Cerró los ojos para protegérselos del resplandor del amanecer, y apoyó los codos en el escalón que tenía detrás. Por un momento, se dejó llevar por la fantasía de que todo era como había sido, que nada había cambiado, que se encontraría esa tarde con Jace para practicar, o esa noche para cenar, y él la abrazaría y la haría reír igual que siempre.
Cálidos rayos de sol le acariciaron el rostro. Abrió los ojos a regañadientes.

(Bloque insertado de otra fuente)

use std::error::Error;
use std::fmt;
use std::time::Duration;
use std::time::Instant;

#[derive(Debug)]
pub struct Timeout;

impl Error for Timeout {}

impl fmt::Display for Timeout {
    fn fmt(&self, f: &mut fmt::Formatter) -> fmt::Result {
        write!(f, "Timeout")
    }
}

/// Wall clock for a backend run. The backend's timeout is the only
/// cancellation mechanism the solver stack has.
pub struct Clock {
    start_time: Instant,
    max_duration: Option<Duration>,
}

impl Clock {
    pub fn new(max_seconds: Option<u64>) -> Clock {
        Clock {
            start_time: Instant::now(),
            max_duration: max_seconds.map(Duration::from_secs),
        }
    }

    pub fn reset_timer(&mut self) {
        self.start_time = Instant::now();
    }

    pub fn check_timeout(&self) -> Result<(), Box<dyn Error>> {
        match self.max_duration {
            Some(max) if self.start_time.elapsed() >= max => Err(Box::new(Timeout)),
            _ => Ok(()),
        }
    }
}

#[derive(Copy, Clone, Debug, PartialEq, Eq)]
pub enum Op {
    Le,
    Ge,
    Eq,
}

/// One linear row: `Σ coef·var  op  rhs`.
#[derive(Clone, Debug)]
pub struct Constraint {
    pub terms: Vec<(usize, i64)>,
    pub op: Op,
    pub rhs: i64,
}

impl Constraint {
    pub fn new(terms: Vec<(usize, i64)>, op: Op, rhs: i64) -> Constraint {
        Constraint { terms, op, rhs }
    }
}

/// A bounded-integer program. Every variable ranges over `0..=bounds[i]`;
/// the objective is maximized. An all-zero objective asks for any feasible
/// assignment.
#[derive(Clone, Debug, Default)]
pub struct Problem {
    pub bounds: Vec<i64>,
    pub constraints: Vec<Constraint>,
    pub objective: Vec<i64>,
}

#[derive(Clone, Debug, PartialEq)]
pub enum Verdict {
    Solved(Vec<i64>),
    Infeasible,
}

/// The pluggable optimizer behind the ILP solver. One bundled
/// implementation; hosts may wrap another library behind the same trait.
pub trait Backend {
    fn solve(&mut self, problem: &Problem) -> Result<Verdict, Box<dyn Error>>;
}

/// Exact depth-first branch and bound. Prunes on per-constraint reachable
/// intervals and on an optimistic completion of the objective. Small hint
/// programs collapse almost immediately under the interval pruning.
pub struct BranchBound {
    max_seconds: Option<u64>,
}

impl BranchBound {
    pub fn new(max_seconds: Option<u64>) -> BranchBound {
        BranchBound { max_seconds }
    }
}

struct Search<'a> {
    problem: &'a Problem,
    /// (constraint index, coefficient) incidences per variable.
    incidence: Vec<Vec<(usize, i64)>>,
    /// Σ of the already-assigned terms, per constraint.
    sums: Vec<i64>,
    /// Lowest/highest contribution still reachable from unassigned vars.
    min_rest: Vec<i64>,
    max_rest: Vec<i64>,
    assignment: Vec<i64>,
    objective_value: i64,
    /// Optimistic completion of the objective by the unassigned suffix.
    optimistic_rest: i64,
    best: Option<(i64, Vec<i64>)>,
    feasibility_only: bool,
    clock: Clock,
    nodes: u64,
}

impl<'a> Search<'a> {
    fn new(problem: &'a Problem, clock: Clock) -> Search<'a> {
        let n = problem.bounds.len();
        assert_eq!(problem.objective.len(), n);
        let mut incidence = vec![vec![]; n];
        let mut min_rest = vec![0; problem.constraints.len()];
        let mut max_rest = vec![0; problem.constraints.len()];
        for (ci, con) in problem.constraints.iter().enumerate() {
            for (var, coef) in &con.terms {
                assert!(*var < n, "constraint term on unknown variable");
                incidence[*var].push((ci, *coef));
                let reach = coef * problem.bounds[*var];
                if reach < 0 {
                    min_rest[ci] += reach;
                } else {
                    max_rest[ci] += reach;
                }
            }
        }
        let optimistic_rest = problem
            .objective
            .iter()
            .zip(problem.bounds.iter())
            .map(|(c, ub)| (c * ub).max(0))
            .sum();
        Search {
            problem,
            incidence,
            sums: vec![0; problem.constraints.len()],
            min_rest,
            max_rest,
            assignment: vec![0; n],
            objective_value: 0,
            optimistic_rest,
            best: None,
            feasibility_only: problem.objective.iter().all(|c| *c == 0),
            clock,
            nodes: 0,
        }
    }

    fn constraint_can_hold(&self, ci: usize) -> bool {
        let con = &self.problem.constraints[ci];
        let lo = self.sums[ci] + self.min_rest[ci];
        let hi = self.sums[ci] + self.max_rest[ci];
        match con.op {
            Op::Le => lo <= con.rhs,
            Op::Ge => hi >= con.rhs,
            Op::Eq => lo <= con.rhs && hi >= con.rhs,
        }
    }

    /// Returns true when the caller should stop unwinding (feasibility-only
    /// searches stop at the first leaf).
    fn run(&mut self, var: usize) -> Result<bool, Box<dyn Error>> {
        self.nodes += 1;
        if self.nodes % 1024 == 0 {
            self.clock.check_timeout()?;
        }
        let n = self.problem.bounds.len();
        if var == n {
            let better = match &self.best {
                None => true,
                Some((best, _)) => self.objective_value > *best,
            };
            if better {
                self.best = Some((self.objective_value, self.assignment.clone()));
            }
            return Ok(self.feasibility_only);
        }
        if let Some((best, _)) = &self.best {
            // Even a perfect completion cannot beat the incumbent.
            if self.objective_value + self.optimistic_rest <= *best {
                return Ok(false);
            }
        }
        let ub = self.problem.bounds[var];
        let coef = self.problem.objective[var];
        // Try the promising end of the domain first.
        let values: Vec<i64> = if coef > 0 {
            (0..=ub).rev().collect()
        } else {
            (0..=ub).collect()
        };
        for value in values {
            self.enter(var, value);
            let viable = self.incidence[var]
                .iter()
                .all(|(ci, _)| self.constraint_can_hold(*ci));
            if viable {
                let stop = self.run(var + 1)?;
                if stop {
                    return Ok(true);
                }
            }
            self.leave(var, value);
        }
        Ok(false)
    }

    fn enter(&mut self, var: usize, value: i64) {
        self.assignment[var] = value;
        let ub = self.problem.bounds[var];
        for i in 0..self.incidence[var].len() {
            let (ci, coef) = self.incidence[var][i];
            self.sums[ci] += coef * value;
            let reach = coef * ub;
            if reach < 0 {
                self.min_rest[ci] -= reach;
            } else {
                self.max_rest[ci] -= reach;
            }
        }
        self.objective_value += self.problem.objective[var] * value;
        self.optimistic_rest -= (self.problem.objective[var] * ub).max(0);
    }

    fn leave(&mut self, var: usize, value: i64) {
        let ub = self.problem.bounds[var];
        for i in 0..self.incidence[var].len() {
            let (ci, coef) = self.incidence[var][i];
            self.sums[ci] -= coef * value;
            let reach = coef * ub;
            if reach < 0 {
                self.min_rest[ci] += reach;
            } else {
                self.max_rest[ci] += reach;
            }
        }
        self.objective_value -= self.problem.objective[var] * value;
        self.optimistic_rest += (self.problem.objective[var] * ub).max(0);
        self.assignment[var] = 0;
    }
}

impl Backend for BranchBound {
    fn solve(&mut self, problem: &Problem) -> Result<Verdict, Box<dyn Error>> {
        // Constant rows (no terms) never survive the search, reject them up
        // front so an empty program still answers honestly.
        for con in &problem.constraints {
            if con.terms.is_empty() {
                let holds = match con.op {
                    Op::Le => 0 <= con.rhs,
                    Op::Ge => 0 >= con.rhs,
                    Op::Eq => con.rhs == 0,
                };
                if !holds {
                    return Ok(Verdict::Infeasible);
                }
            }
        }
        let mut search = Search::new(problem, Clock::new(self.max_seconds));
        search.run(0)?;
        match search.best.take() {
            None => Ok(Verdict::Infeasible),
            Some((_, assignment)) => Ok(Verdict::Solved(assignment)),
        }
    }
}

Y ahí estaba él, subiendo los escalones, tan silencioso como un gato, igual que siempre. Llevaba un jersey azul oscuro que hacía que su cabello pareciera el propio sol. Clary se irguió, con el corazón golpeándole dentro del pecho. Jace parecía recortado por el brillante sol. Clary pensó en aquella noche en Idris, en la forma en que los fuegos artificiales habían cortado el cielo y ella había pensado en ángeles, cayendo envueltos en llamas.

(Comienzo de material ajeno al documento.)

//! Facilities for discovering input files and loading sequence corpora.

use std::fs;
use std::path::{Path, PathBuf};

use log::{debug, warn};
use walkdir::WalkDir;

use crate::config::IngestConfig;
use crate::error::{Result, SeqBpeError};

/// One FASTA record: the header without its leading `>` and the concatenated residues.
#[derive(Debug, Clone, PartialEq, Eq)]
pub struct FastaRecord {
    /// Header text, empty for residues that precede any header line.
    pub header: String,
    /// Sequence lines trimmed and joined.
    pub sequence: String,
}

/// Parses FASTA text.
///
/// Lines are trimmed; blank lines are ignored. Records whose sequence ends up empty are dropped.
pub fn parse_fasta(text: &str, uppercase: bool) -> Vec<FastaRecord> {
    let mut records = Vec::new();
    let mut header: Option<String> = None;
    let mut sequence = String::new();
    let mut dropped = 0usize;

    let mut flush = |header: Option<String>, sequence: &mut String| {
        if sequence.is_empty() {
            if header.is_some() {
                dropped += 1;
            }
            return;
        }
        records.push(FastaRecord {
            header: header.unwrap_or_default(),
            sequence: std::mem::take(sequence),
        });
    };

    for line in text.lines() {
        let line = line.trim();
        if line.is_empty() {
            continue;
        }
        if let Some(rest) = line.strip_prefix('>') {
            flush(header.take(), &mut sequence);
            header = Some(rest.trim().to_owned());
        } else if uppercase {
            sequence.push_str(&line.to_uppercase());
        } else {
            sequence.push_str(line);
        }
    }
    flush(header, &mut sequence);

    if dropped > 0 {
        warn!("dropped {dropped} FASTA record(s) without sequence data");
    }
    records
}

/// Splits plain text on whitespace; every word becomes one raw sequence.
pub fn parse_words(text: &str, uppercase: bool) -> Vec<String> {
    text.split_whitespace()
        .map(|word| {
            if uppercase {
                word.to_uppercase()
            } else {
                word.to_owned()
            }
        })
        .collect()
}

/// Discovers files rooted at the provided input paths according to the ingest configuration.
///
/// Directories are traversed recursively by default; set [`IngestConfig::recursive`] to `false`
/// to limit discovery to the first level. Symlink traversal is controlled through
/// [`IngestConfig::follow_symlinks`]. Paths are returned sorted within each directory so the
/// corpus order does not depend on the filesystem.
pub fn collect_paths<P: AsRef<Path>>(inputs: &[P], cfg: &IngestConfig) -> Result<Vec<PathBuf>> {
    let mut files = Vec::new();
    for input in inputs {
        let path = input.as_ref();
        if !path.exists() {
            return Err(SeqBpeError::InvalidConfig(format!(
                "input path {path:?} does not exist"
            )));
        }
        let metadata = path
            .symlink_metadata()
            .map_err(|err| SeqBpeError::io(err, Some(path.to_path_buf())))?;
        if metadata.is_dir() || (cfg.follow_symlinks && path.is_dir()) {
            let depth = if cfg.recursive { usize::MAX } else { 1 };
            let walker = WalkDir::new(path)
                .follow_links(cfg.follow_symlinks)
                .max_depth(depth)
                .sort_by_file_name();
            for entry in walker {
                let entry = entry.map_err(|err| SeqBpeError::Internal(err.to_string()))?;
                if entry.file_type().is_file() {
                    files.push(entry.path().to_path_buf());
                }
            }
        } else if metadata.is_file() || path.is_file() {
            files.push(path.to_path_buf());
        }
    }
    if files.is_empty() {
        return Err(SeqBpeError::InvalidConfig(
            "no files discovered in provided inputs".into(),
        ));
    }
    Ok(files)
}

fn read_text(path: &Path) -> Result<String> {
    fs::read_to_string(path).map_err(|err| SeqBpeError::io(err, Some(path.to_path_buf())))
}

/// Loads every FASTA record found under `inputs`, in discovery order.
pub fn load_fasta_corpus<P: AsRef<Path>>(
    inputs: &[P],
    cfg: &IngestConfig,
) -> Result<Vec<FastaRecord>> {
    let mut records = Vec::new();
    for path in collect_paths(inputs, cfg)? {
        let parsed = parse_fasta(&read_text(&path)?, cfg.uppercase);
        debug!("{}: {} record(s)", path.display(), parsed.len());
        records.extend(parsed);
    }
    Ok(records)
}

/// Loads whitespace-separated words found under `inputs`, in discovery order.
pub fn load_word_corpus<P: AsRef<Path>>(inputs: &[P], cfg: &IngestConfig) -> Result<Vec<String>> {
    let mut words = Vec::new();
    for path in collect_paths(inputs, cfg)? {
        words.extend(parse_words(&read_text(&path)?, cfg.uppercase));
    }
    Ok(words)
}

#[cfg(test)]
mod tests {
    use super::*;
    use tempfile::tempdir;

    #[test]
    fn parse_fasta_joins_lines_and_drops_empty_records() {
        let text = ">seq1 sample\nACGT\n  ACG \n\n>empty\n>seq2\nttaa\n";
        let records = parse_fasta(text, false);
        assert_eq!(
            records,
            vec![
                FastaRecord {
                    header: "seq1 sample".into(),
                    sequence: "ACGTACG".into(),
                },
                FastaRecord {
                    header: "seq2".into(),
                    sequence: "ttaa".into(),
                },
            ]
        );
        let upper = parse_fasta(text, true);
        assert_eq!(upper[1].sequence, "TTAA");
    }

    #[test]
    fn parse_fasta_accepts_headerless_residues() {
        let records = parse_fasta("ACGT\n>named\nGG", false);
        assert_eq!(records[0].header, "");
        assert_eq!(records[0].sequence, "ACGT");
        assert_eq!(records[1].header, "named");
        assert!(parse_fasta("", false).is_empty());
    }

    #[test]
    fn parse_words_splits_on_whitespace() {
        assert_eq!(parse_words(" low lower\n\tnewest ", false), ["low", "lower", "newest"]);
        assert_eq!(parse_words("ab", true), ["AB"]);
    }

    #[test]
    fn collect_paths_discovers_files_recursively() {
        let dir = tempdir().expect("tempdir");
        let nested = dir.path().join("nested");
        fs::create_dir(&nested).expect("create nested directory");
        let file_a = dir.path().join("a.fasta");
        let file_b = nested.join("b.fasta");
        fs::write(&file_a, ">a\nAC\n").expect("write a");
        fs::write(&file_b, ">b\nGT\n").expect("write b");

        let mut paths = collect_paths(&[dir.path()], &IngestConfig::default()).expect("collect");
        paths.sort();
        assert_eq!(paths, vec![file_a.clone(), file_b]);

        let shallow = IngestConfig {
            recursive: false,
            ..IngestConfig::default()
        };
        let paths = collect_paths(&[dir.path()], &shallow).expect("collect shallow");
        assert_eq!(paths, vec![file_a]);
    }

    #[test]
    fn missing_input_is_rejected() {
        let dir = tempdir().expect("tempdir");
        let missing = dir.path().join("nope.fasta");
        assert!(matches!(
            collect_paths(&[missing], &IngestConfig::default()),
            Err(SeqBpeError::InvalidConfig(_))
        ));
    }

    #[test]
    fn load_fasta_corpus_reads_all_files() {
        let dir = tempdir().expect("tempdir");
        fs::write(dir.path().join("1.fa"), ">x\nac\n>y\nGT").expect("write");
        fs::write(dir.path().join("2.fa"), ">z\nTT").expect("write");
        let cfg = IngestConfig {
            uppercase: true,
            ..IngestConfig::default()
        };
        let records = load_fasta_corpus(&[dir.path()], &cfg).expect("load");
        let sequences: Vec<&str> = records.iter().map(|r| r.sequence.as_str()).collect();
        assert_eq!(sequences, ["AC", "GT", "TT"]);
    }

    #[test]
    fn load_word_corpus_reads_words() {
        let dir = tempdir().expect("tempdir");
        let file = dir.path().join("corpus.txt");
        fs::write(&file, "low lowest\nnewer").expect("write");
        let words = load_word_corpus(&[file], &IngestConfig::default()).expect("load");
        assert_eq!(words, ["low", "lowest", "newer"]);
    }
}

Él llegó hasta ella y le tendió las manos; ella las cogió y se puso en pie. Él le escrutó el rostro con sus pálidos ojos dorados.
—No estaba seguro de que fueras a venir.
—¿Desde cuándo no has estado seguro de mí?
—Antes estabas muy enfadada. —Le cubrió la mejilla con la mano. Jace tenía una áspera cicatriz en la palma; Clary la notaba contra la piel.
—Y si no hubiera estado aquí, ¿qué habrías hecho?
Él la acercó hacia sí. También estaba temblando, y el viento le alborotaba el cabello, brillante y revuelto.
—¿Cómo está Luke?
Al oír el nombre, Clary se estremeció de nuevo. Jace, pensando que era de frío, la abrazó con más fuerza.
—Se pondrá bien —contestó ella, cautelosa.
«Es tu culpa, tu culpa, tu culpa», pensaba.
—No quería que resultara herido. —Jace la rodeaba con los brazos; los dedos en su espalda le recorrían un lento camino de arriba abajo—. ¿Me crees?
—Jace… —preguntó Clary—. ¿Por qué estás aquí?
—Para pedírtelo de nuevo. Que vengas conmigo.
Ella cerró los ojos.
—¿Y no me dirás adónde?
—Fe —respondió él a media voz—. Debes tener fe. Pero también debes saber algo: si vienes conmigo, no hay vuelta atrás. No durante mucho tiempo.
Ella pensó en el momento en que había entrado en el Java Jones y lo había visto esperándola allí. Su vida había cambiado en ese instante de una manera que jamás podría borrarse.
—Nunca ha habido vuelta atrás —repuso ella—. Contigo no. —Abrió los ojos—. Debemos irnos.
Él sonrió con una sonrisa tan brillante como el sol que se alzaba tras las nubes, y ella notó que se relajaba.
—¿Estás segura?
—Estoy segura.
Jace la besó. Mientras ella lo rodeaba con los brazos, notó algo amargo en sus labios; luego la oscuridad cayó como una cortina al final de un acto durante una obra de teatro.